Para 89 says: “The seclusion of a person under the MHA in a community setting (for whom neither a Deprivation of Liberty authorisation nor a Court of Protection order under the MCA to authorise the deprivation of their liberty is in place) is also likely to amount to an unlawful deprivation of liberty. If the circumstances of a person’s care resemble seclusion, it is seclusion whatever it is called locally. An assessment should be undertaken promptly to determine whether the person should be detained under the MHA immediately.”
The guidance concludes: “Long-term segregation must never take place outside of hospital settings and should never be used with people who are not detained under the MHA” and also states: “The MHA authorises deprivation of liberty if the person meets the criteria for being detained for the purpose of assessment and/or treatment for mental disorder, even in the absence of their consent.”
I think that this guidance clarifies issues which have been of concern to Approved Mental Health Professionals, as well as proponents of human rights, for some time.
I have certainly felt very uncomfortable about the concept of comparative deprivation of liberty, which appeared to me to be a circular argument condoning and even encouraging the restraint and restriction of the liberty of people with learning difficulties purely on the justification that because they had learning difficulties they must need it.

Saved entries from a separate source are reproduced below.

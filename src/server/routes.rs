//! Router configuration for the barcode API.
//!
//! # Route Structure
//!
//! ```text
//! /                   GET   - Service description
//! /health             GET   - Health check
//! /generate-qr        POST  - QR code PNG
//! /generate-barcode   POST  - Linear barcode PNG
//! ```
//!
//! # Example
//!
//! ```ignore
//! use barcode_api::server::{create_router, RouterConfig};
//! use barcode_api::symbol::RenderService;
//!
//! let config = RouterConfig::new()
//!     .with_cors_origins(vec!["https://example.com".to_string()]);
//!
//! let router = create_router(RenderService::default(), config);
//!
//! let listener = tokio::net::TcpListener::bind("0.0.0.0:8000").await?;
//! axum::serve(listener, router).await?;
//! ```

use std::time::Duration;

use axum::{
    routing::{get, post},
    Router,
};
use http::header::{CONTENT_DISPOSITION, CONTENT_TYPE};
use http::Method;
use tower_http::cors::{Any, CorsLayer};
use tower_http::trace::TraceLayer;

use super::handlers::{
    generate_barcode_handler, generate_qr_handler, health_handler, root_handler, AppState,
};
use crate::symbol::RenderService;

// =============================================================================
// Router Configuration
// =============================================================================

/// Configuration for the HTTP router.
#[derive(Debug, Clone)]
pub struct RouterConfig {
    /// Allowed CORS origins (None = allow any origin)
    pub cors_origins: Option<Vec<String>>,

    /// Whether to enable request tracing
    pub enable_tracing: bool,
}

impl Default for RouterConfig {
    fn default() -> Self {
        Self::new()
    }
}

impl RouterConfig {
    /// Create a router configuration.
    ///
    /// By default CORS allows any origin and tracing is enabled.
    pub fn new() -> Self {
        Self {
            cors_origins: None,
            enable_tracing: true,
        }
    }

    /// Set specific allowed CORS origins.
    ///
    /// Pass an empty vec to disallow all cross-origin requests.
    pub fn with_cors_origins(mut self, origins: Vec<String>) -> Self {
        self.cors_origins = Some(origins);
        self
    }

    /// Allow any CORS origin.
    pub fn with_cors_any_origin(mut self) -> Self {
        self.cors_origins = None;
        self
    }

    /// Enable or disable request tracing.
    pub fn with_tracing(mut self, enabled: bool) -> Self {
        self.enable_tracing = enabled;
        self
    }
}

// =============================================================================
// Router Builder
// =============================================================================

/// Create the main application router.
///
/// All routes are public; CORS and (optionally) request tracing are layered
/// over the whole router.
pub fn create_router(render_service: RenderService, config: RouterConfig) -> Router {
    let app_state = AppState::new(render_service);
    let cors = build_cors_layer(&config);

    let router = Router::new()
        .route("/", get(root_handler))
        .route("/health", get(health_handler))
        .route("/generate-qr", post(generate_qr_handler))
        .route("/generate-barcode", post(generate_barcode_handler))
        .with_state(app_state)
        .layer(cors);

    if config.enable_tracing {
        router.layer(TraceLayer::new_for_http())
    } else {
        router
    }
}

/// Build the CORS layer based on configuration.
fn build_cors_layer(config: &RouterConfig) -> CorsLayer {
    let cors = CorsLayer::new()
        .allow_methods([Method::GET, Method::POST, Method::OPTIONS])
        .allow_headers([CONTENT_TYPE])
        .expose_headers([CONTENT_DISPOSITION])
        .max_age(Duration::from_secs(86400)); // 24 hours

    match &config.cors_origins {
        None => cors.allow_origin(Any),
        Some(origins) if origins.is_empty() => cors,
        Some(origins) => {
            let parsed_origins: Vec<_> = origins.iter().filter_map(|o| o.parse().ok()).collect();
            cors.allow_origin(parsed_origins)
        }
    }
}

// =============================================================================
// Tests
// =============================================================================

The recent Supreme Court judgment, which came out in March 2014, fortuitously dovetails quite neatly with the DH guidance that came out in April.
It is to be hoped that all professionals , both in the public and private sector, and in social and nursing care and hospital settings, will take this guidance on board and be very careful not to restrain or restrict individuals’ liberty without ensuring that the appropriate legislation and associated legal safeguards have been used.